Les Oystryk, a historian and retired conservation officer from Creighton, Saskatchewan, has done considerable research into the life and work of Jim Cumines, a fish and game warden stationed at Brochet on Reindeer Lake. Les and I have been emailing for several years, and he has generously shared information that he has culled from Cumines' reports relating to John Albrecht. 

Jim Cumines, game warden, on winter patrol by bombardier in 1942. Source

Cumines first met John in May of 1936 during a patrol of Wollaston Lake. John had been trapping under a license issued at Souris River using the name "John Gilbert." John told the warden that the license issuer had misspelled his name.
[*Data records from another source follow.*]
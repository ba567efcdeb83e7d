//! Integration tests for the lsviz CLI

use assert_cmd::Command;
use predicates::prelude::*;

use crate::helpers::{run_lsviz, temp_config};

fn lsviz() -> Command {
    let mut cmd = Command::cargo_bin("lsviz").expect("binary should build");
    cmd.env("NO_COLOR", "1").env_remove("LSVIZ_LOG");
    cmd
}

// ============================================================================
// Trace Output Tests
// ============================================================================

#[test]
fn trace_found_stops_at_match() {
    let (stdout, stderr, exit_code) = run_lsviz(&["trace", "--array", "4, 1, 9, 2, 7", "--target", "9"]);

    assert_eq!(exit_code, 0, "stderr: {}", stderr);
    insta::assert_snapshot!(stdout, @r"
    Searching for 9 in [4, 1, 9, 2, 7]

    1/3  🟨 4  ⬜ 1  ⬜ 9  ⬜ 2  ⬜ 7
        Step 1: Compare target (9) with arr[0] = 4

    2/3  ⬜ 4  🟨 1  ⬜ 9  ⬜ 2  ⬜ 7
        Step 2: Compare target (9) with arr[1] = 1

    3/3  ⬜ 4  ⬜ 1  🟩 9  ⬜ 2  ⬜ 7
        Step 3: Compare target (9) with arr[2] = 9
        ✔ Target found!

    Found 9 at index 2 after 3 comparisons.
    ");
}

#[test]
fn trace_not_found_ends_with_terminal_step() {
    let (stdout, _stderr, exit_code) = run_lsviz(&["trace", "-a", "1,2,3", "-t", "5"]);

    assert_eq!(exit_code, 0);
    assert!(stdout.contains("3/4"));
    assert!(stdout.contains("4/4  ⬜ 1  ⬜ 2  ⬜ 3\n    ✘ Target not found."));
    assert!(stdout.contains("5 not found after 3 comparisons."));
}

#[test]
fn trace_empty_array_is_valid() {
    lsviz()
        .args(["trace", "--array", "", "--target", "1"])
        .assert()
        .success()
        .stdout(predicate::str::contains("(empty list)"))
        .stdout(predicate::str::contains("✘ Target not found."))
        .stdout(predicate::str::contains("1 not found after 0 comparisons."));
}

#[test]
fn trace_accepts_negative_numbers() {
    lsviz()
        .args(["trace", "-a", "-3, -7", "-t", "-7"])
        .assert()
        .success()
        .stdout(predicate::str::contains("Found -7 at index 1"));
}

#[test]
fn trace_duplicates_stop_at_first_occurrence() {
    lsviz()
        .args(["trace", "-a", "5,5,5", "-t", "5"])
        .assert()
        .success()
        .stdout(predicate::str::contains("Found 5 at index 0 after 1 comparison."))
        .stdout(predicate::str::contains("2/").not());
}

#[test]
fn trace_json_output() {
    let (stdout, _stderr, exit_code) = run_lsviz(&["trace", "-a", "4,1,9", "-t", "1", "--json"]);

    assert_eq!(exit_code, 0);
    let value: serde_json::Value = serde_json::from_str(&stdout).expect("valid JSON");
    assert_eq!(value["found"], true);
    assert_eq!(value["request"]["target"], 1);
    let steps = value["steps"].as_array().expect("steps array");
    assert_eq!(steps.len(), 2);
    assert_eq!(steps[1]["index"], 1);
    assert_eq!(steps[1]["compared_value"], 1);
    assert_eq!(steps[1]["is_match"], true);
    assert_eq!(steps[1]["is_final"], true);
    assert_eq!(steps[0]["is_final"], false);
}

#[test]
fn trace_json_not_found_step_has_null_value() {
    let (stdout, _stderr, _exit_code) = run_lsviz(&["trace", "-a", "2", "-t", "3", "--json"]);

    let value: serde_json::Value = serde_json::from_str(&stdout).expect("valid JSON");
    let last = &value["steps"][1];
    assert_eq!(last["index"], 1);
    assert!(last["compared_value"].is_null());
    assert_eq!(value["found"], false);
}

#[test]
fn trace_animate_prints_every_frame() {
    lsviz()
        .args(["trace", "-a", "4,1,9,2,7", "-t", "9", "--animate", "--interval-ms", "50"])
        .assert()
        .success()
        .stdout(predicate::str::contains("1/3"))
        .stdout(predicate::str::contains("3/3"))
        .stdout(predicate::str::contains("Found 9 at index 2"));
}

// ============================================================================
// Validation Error Tests
// ============================================================================

#[test]
fn non_integer_element_is_reported_verbatim() {
    let (stdout, stderr, exit_code) = run_lsviz(&["trace", "-a", "a,b", "-t", "1"]);

    assert_eq!(exit_code, 1);
    assert!(stdout.is_empty());
    assert!(stderr.contains("Your list must contain only integers."));
}

#[test]
fn empty_target_is_reported() {
    lsviz()
        .args(["trace", "-a", "1,2", "-t", "  "])
        .assert()
        .code(1)
        .stderr(predicate::str::contains("Target is required."));
}

#[test]
fn oversized_integer_is_reported_as_out_of_range() {
    lsviz()
        .args(["trace", "-a", "1, 99999999999999999999", "-t", "1"])
        .assert()
        .code(1)
        .stderr(predicate::str::contains(
            "Integers must be between -9223372036854775808 and 9223372036854775807.",
        ))
        .stderr(predicate::str::contains("only integers").not());
}

#[test]
fn non_integer_target_is_reported() {
    lsviz()
        .args(["trace", "-a", "1,2", "-t", "x"])
        .assert()
        .code(1)
        .stderr(predicate::str::contains("Target must be an integer."));
}

#[test]
fn missing_arguments_is_usage_error() {
    let (_stdout, stderr, exit_code) = run_lsviz(&["trace"]);

    assert_eq!(exit_code, 2);
    assert!(stderr.contains("required arguments"));
}

// ============================================================================
// Config Tests
// ============================================================================

#[test]
fn config_path_honors_override() {
    let (_dir, path) = temp_config("");
    let (stdout, _stderr, exit_code) =
        run_lsviz(&["config", "path", "--config", path.to_str().unwrap()]);

    assert_eq!(exit_code, 0);
    assert_eq!(stdout.trim(), path.display().to_string());
}

#[test]
fn config_show_prints_effective_values() {
    let (_dir, path) = temp_config("[playback]\ninterval_ms = 300\n");

    lsviz()
        .args(["config", "show", "--config", path.to_str().unwrap()])
        .assert()
        .success()
        .stdout(predicate::str::contains("interval_ms = 300"))
        .stdout(predicate::str::contains("autoplay = false"))
        .stdout(predicate::str::contains("theme = \"default\""));
}

#[test]
fn invalid_config_fails_trace() {
    let (_dir, path) = temp_config("[playback\n");

    lsviz()
        .args(["trace", "-a", "1", "-t", "1", "--config", path.to_str().unwrap()])
        .assert()
        .code(1)
        .stderr(predicate::str::contains("Invalid config file"));
}

#[cfg(unix)]
#[test]
fn trace_animate_stops_on_interrupt() {
    use std::io::{BufRead, BufReader};
    use std::process::{Command as StdCommand, Stdio};

    let mut child = StdCommand::new(env!("CARGO_BIN_EXE_lsviz"))
        .args(["trace", "-a", "1,2,3,4,5,6,7,8", "-t", "0", "--animate", "--interval-ms", "1000"])
        .env("NO_COLOR", "1")
        .stdout(Stdio::piped())
        .stderr(Stdio::piped())
        .spawn()
        .expect("Failed to spawn lsviz");

    // The first frame is printed after the Ctrl-C handler is installed
    let mut stdout = BufReader::new(child.stdout.take().expect("piped stdout"));
    let mut line = String::new();
    while !line.starts_with("1/9") {
        line.clear();
        assert!(stdout.read_line(&mut line).expect("read stdout") > 0, "no frame printed");
    }

    let status = StdCommand::new("kill")
        .args(["-INT", &child.id().to_string()])
        .status()
        .expect("Failed to run kill");
    assert!(status.success());

    let mut rest = String::new();
    std::io::Read::read_to_string(&mut stdout, &mut rest).expect("read stdout");
    let output = child.wait_with_output().expect("wait for lsviz");
    let stderr = String::from_utf8_lossy(&output.stderr);

    assert_eq!(output.status.code(), Some(0));
    assert!(stderr.contains("Stopped at step 1/9."), "stderr: {}", stderr);
    assert!(!rest.contains("not found after"));
}

// ============================================================================
// Logging
// ============================================================================

#[test]
fn log_file_receives_debug_events() {
    let dir = tempfile::TempDir::new().unwrap();
    let log = dir.path().join("lsviz.log");

    lsviz()
        .env("LSVIZ_LOG", "debug")
        .args(["trace", "-a", "4,1,9", "-t", "9", "--log-file", log.to_str().unwrap()])
        .assert()
        .success()
        .stderr(predicate::str::contains("generated search trace").not());

    let content = std::fs::read_to_string(&log).expect("log file should exist");
    assert!(content.contains("generated search trace"));
    assert!(!content.contains("\x1b["));
}

#[test]
fn log_file_is_created_at_default_level() {
    let dir = tempfile::TempDir::new().unwrap();
    let log = dir.path().join("quiet.log");

    lsviz()
        .args(["trace", "-a", "1", "-t", "1", "--log-file", log.to_str().unwrap()])
        .assert()
        .success();

    assert!(log.exists());
}

// ============================================================================
// Misc
// ============================================================================

#[test]
fn completions_generate_script() {
    lsviz()
        .args(["completions", "bash"])
        .assert()
        .success()
        .stdout(predicate::str::contains("lsviz"));
}

#[test]
fn version_flag() {
    lsviz()
        .arg("--version")
        .assert()
        .success()
        .stdout(predicate::str::starts_with(format!("lsviz {}", env!("CARGO_PKG_VERSION"))));
}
Seven months later when Cumines encountered John again, he was still using the same license issued in the name of Gilbert. [Source: Email to author from Les Oystryk, March 28, 2018.]

Was John hiding his German ancestry? He had applied for, but not yet obtained his naturalization papers from the Canadian government and was considered an "alien." Trouble was brewing in Germany. According to Oystryk, Cumines eventually issued a non-resident trapping license to John so he could sell his furs.

In 1937, John moved up to Brochet on the northern end of Reindeer Lake. That summer, he served as the guide for P. G. Downes on a journey to Neultin Lake.

Hand-drawn map by RCMP Constable Marcel Chappuis in 1937-1938 of the Wollaston Lake/Reindeer Lake area that he covered by dogsled during his 1937-1938 winter patrol. John Albrecht's cabin on Fiddler Bay, Wollaston Lake is identified at top centre. Thanks to Les Oystryk for bringing this map to my attention.

By March of 1938, Cumines wrote that John was trapping out of his main camp at the narrows going into Fiddler Bay on Wollaston Lake. John had "a good cabin and seems to keep everything in order," Oystryk quotes Cumines."but complained that this winter he made no hunt at all." Foxes, wolves, caribou - all game was scarce. Cumines also reported that John had put up quite a lot of fish for his sled dogs, "but he claims the Indians helped themselves to his fish cache and now is very short of dog feed."

Illustration from "Memories of Deep River." Source
Two years later Cumines reported that he had seen John at the Swan River fur trading post on Reindeer Lake. He had 20 fox pelts of poor quality and a few mink and otter. By June of 1940, Cumines determined that John had gone by plane with two Swedish trappers to Stony Rapids, Saskatchewan. John had apparently left some debts behind at the HBC post at Swan River on Reindeer Lake. [Source: Email from Les Oystryk, March 28, 2018.] John formed a trapping partnership with one of the Swedes, Oscar Johnson, a man in his 70s. The two of them lived in a cabin at Selwyn Lake north of Stony Rapids and split their fur proceeds 50/50. The two also did some prospecting, finding some gold, nickel and copper, but the prospecting didn't work out. The trapping supplied the money for prospecting. "We made more than we needed," John told Berry Richards. "We had always money,"

Oscar Johnson decided to quit the north in 1945. After a few years trapping out of Selwyn Lake, the 75-year-old told John, "I can't take it anymore." So he "went out." (According to Klaus Lehnert-Theil, when a trapper, who spends most of the year in the bush, says he "went out" it means out into civilization.)

Three years later, John's life changed dramatically. He co-discovered a major uranium source and got a new partner - Nan Dorland - who shared the same cabin at Selwyn Lake that he had previously shared with Oscar Johnson.